Although the results are modest, it provides evidence that 2003 implementation of stroke designated centers has saved lives. The implementation of these centers came in the wake of the Brain Attack Coalition (BAC) recommendations in 2000 to improve stroke care in the hospital setting. In the eleven years since the recommendations were released nearly 15 percent of all acute care facilities have become Joint Commission Certified (JCAHO) stroke centers.
The process of certifying a JCAHO stroke center requires the implementation of eleven items, including a written protocol for plan of care for suspected strokes and the consideration for administration of anti-thrombotic medications (medications which dissolve blood clots).
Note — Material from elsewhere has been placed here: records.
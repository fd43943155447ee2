//! Error types for pgrepo

use thiserror::Error;

/// Result type alias for pgrepo operations
pub type RepoResult<T> = Result<T, RepoError>;

/// Error types for statement construction, parameter binding and execution
#[derive(Debug, Error)]
pub enum RepoError {
    /// Invalid repository configuration (schema, table, environment)
    #[error("Configuration error: {0}")]
    Configuration(String),

    /// A clause was assembled from an empty column/key list
    #[error("Cannot build {0}: no columns to join")]
    EmptyJoin(&'static str),

    /// An empty name was passed where a column or parameter name is required
    #[error("Identifier cannot be empty")]
    EmptyIdentifier,

    /// The same parameter name appears more than once in a request
    #[error("Duplicate parameter: @{0}")]
    DuplicateParameter(String),

    /// A statement references a parameter that was not bound
    #[error("Missing parameter: @{0}")]
    MissingParameter(String),

    /// Query execution error
    #[error("Query error: {0}")]
    Query(#[from] tokio_postgres::Error),

    /// Row not found
    #[error("Not found: {0}")]
    NotFound(String),

    /// More rows than expected
    #[error("Expected {expected} row(s), got {got}")]
    TooManyRows { expected: usize, got: usize },

    /// Row decode/mapping error
    #[error("Decode error on column '{column}': {message}")]
    Decode { column: String, message: String },

    /// Unique constraint violation
    #[error("Unique constraint violation: {0}")]
    UniqueViolation(String),

    /// Foreign key constraint violation
    #[error("Foreign key violation: {0}")]
    ForeignKeyViolation(String),

    /// Check constraint violation
    #[error("Check constraint violation: {0}")]
    CheckViolation(String),

    /// The blocking bridge could not drive the future to completion
    #[error("Runtime error: {0}")]
    Runtime(String),
}

impl RepoError {
    /// Create a configuration error
    pub fn configuration(message: impl Into<String>) -> Self {
        Self::Configuration(message.into())
    }

    /// Create a decode error for a specific column
    pub fn decode(column: impl Into<String>, message: impl Into<String>) -> Self {
        Self::Decode {
            column: column.into(),
            message: message.into(),
        }
    }

    /// Create a not found error
    pub fn not_found(message: impl Into<String>) -> Self {
        Self::NotFound(message.into())
    }

    /// Create a too-many-rows error
    pub fn too_many_rows(expected: usize, got: usize) -> Self {
        Self::TooManyRows { expected, got }
    }

    /// Check if this is a not found error
    pub fn is_not_found(&self) -> bool {
        matches!(self, Self::NotFound(_))
    }

    /// Check if this is a unique violation error
    pub fn is_unique_violation(&self) -> bool {
        matches!(self, Self::UniqueViolation(_))
    }

    /// Parse a tokio_postgres error into a more specific RepoError
    pub fn from_db_error(err: tokio_postgres::Error) -> Self {
        if let Some(db_err) = err.as_db_error() {
            let constraint = db_err.constraint().unwrap_or("unknown");
            let message = db_err.message();

            match db_err.code().code() {
                "23505" => return Self::UniqueViolation(format!("{}: {}", constraint, message)),
                "23503" => {
                    return Self::ForeignKeyViolation(format!("{}: {}", constraint, message));
                }
                "23514" => return Self::CheckViolation(format!("{}: {}", constraint, message)),
                _ => {}
            }
        }
        Self::Query(err)
    }
}
//! Field-level `#[orm(...)]` attribute parsing.

use syn::{Field, LitStr, Result, Token};

/// Parsed field attributes.
#[derive(Default)]
pub(crate) struct FieldAttr {
    pub primary_key: bool,
    pub column: Option<LitStr>,
}

impl syn::parse::Parse for FieldAttr {
    fn parse(input: syn::parse::ParseStream) -> Result<Self> {
        let mut attr = FieldAttr::default();

        while !input.is_empty() {
            let ident: syn::Ident = input.parse()?;
            if ident == "id" || ident == "primary_key" {
                attr.primary_key = true;
            } else if ident == "column" {
                let _: Token![=] = input.parse()?;
                attr.column = Some(input.parse()?);
            } else {
                return Err(syn::Error::new_spanned(
                    &ident,
                    format!("unknown orm attribute `{ident}` (expected id, primary_key or column)"),
                ));
            }

            if input.is_empty() {
                break;
            }
            let _: Token![,] = input.parse()?;
        }

        Ok(attr)
    }
}

/// Merge every `#[orm(...)]` on a field.
pub(crate) fn field_attr(field: &Field) -> Result<FieldAttr> {
    let mut merged = FieldAttr::default();
    for attr in &field.attrs {
        if !attr.path().is_ident("orm") {
            continue;
        }
        let parsed: FieldAttr = attr.parse_args()?;
        merged.primary_key |= parsed.primary_key;
        if parsed.column.is_some() {
            merged.column = parsed.column;
        }
    }
    Ok(merged)
}
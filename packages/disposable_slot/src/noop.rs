use crate::Disposable;

/// A resource whose release does nothing.
///
/// A no-op resource is still a normal resource from the slot's point of view:
/// it occupies the slot, blocks further assignment and is "released" by
/// disposal like any other.
///
/// # Examples
///
/// ```
/// use std::sync::Arc;
///
/// use disposable_slot::{DisposableSlot, NoopDisposable, TrySetOutcome};
///
/// let slot = DisposableSlot::new();
///
/// let outcome = slot.try_set(Arc::new(NoopDisposable));
/// assert!(matches!(outcome, TrySetOutcome::Assigned));
///
/// // Disposal has nothing meaningful to release but still settles the slot.
/// slot.dispose();
/// assert!(slot.is_disposed());
/// ```
#[derive(Clone, Copy, Debug, Default, Eq, PartialEq)]
#[expect(clippy::exhaustive_structs, reason = "intentionally an empty struct")]
pub struct NoopDisposable;

impl Disposable for NoopDisposable {
    fn dispose(&self) {
        // Nothing to release.
    }
}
The researchers at Duke Clinical Research Institute found that anti-thrombotic therapy was used in 4.8 percent of cases at stroke designated centers and only 1.7 percent at non-designated facilities. This is one of several factors which could explain the death reduction at stroke centers.
Stroke is the third leading cause of death in the United States and continued efforts are needed to reduce overall mortality. The implementation of stroke designated centers is a solid start in this reduction. Dr. Mark Alberts of the Stroke Program at Northwestern University School of Medicine in Chicago comments on the future of acute stroke care centers,
“A multitiered system of stroke care is developing, with the comprehensive stroke center (CSC) at the top of the pyramid, the primary stroke center (PSC) in the middle, and the acute stroke ready hospital (ASRH) at the base.”
This type of tired system would hopefully continue to improve the care of stroke victims and reduce the overall risk for death and long term disability.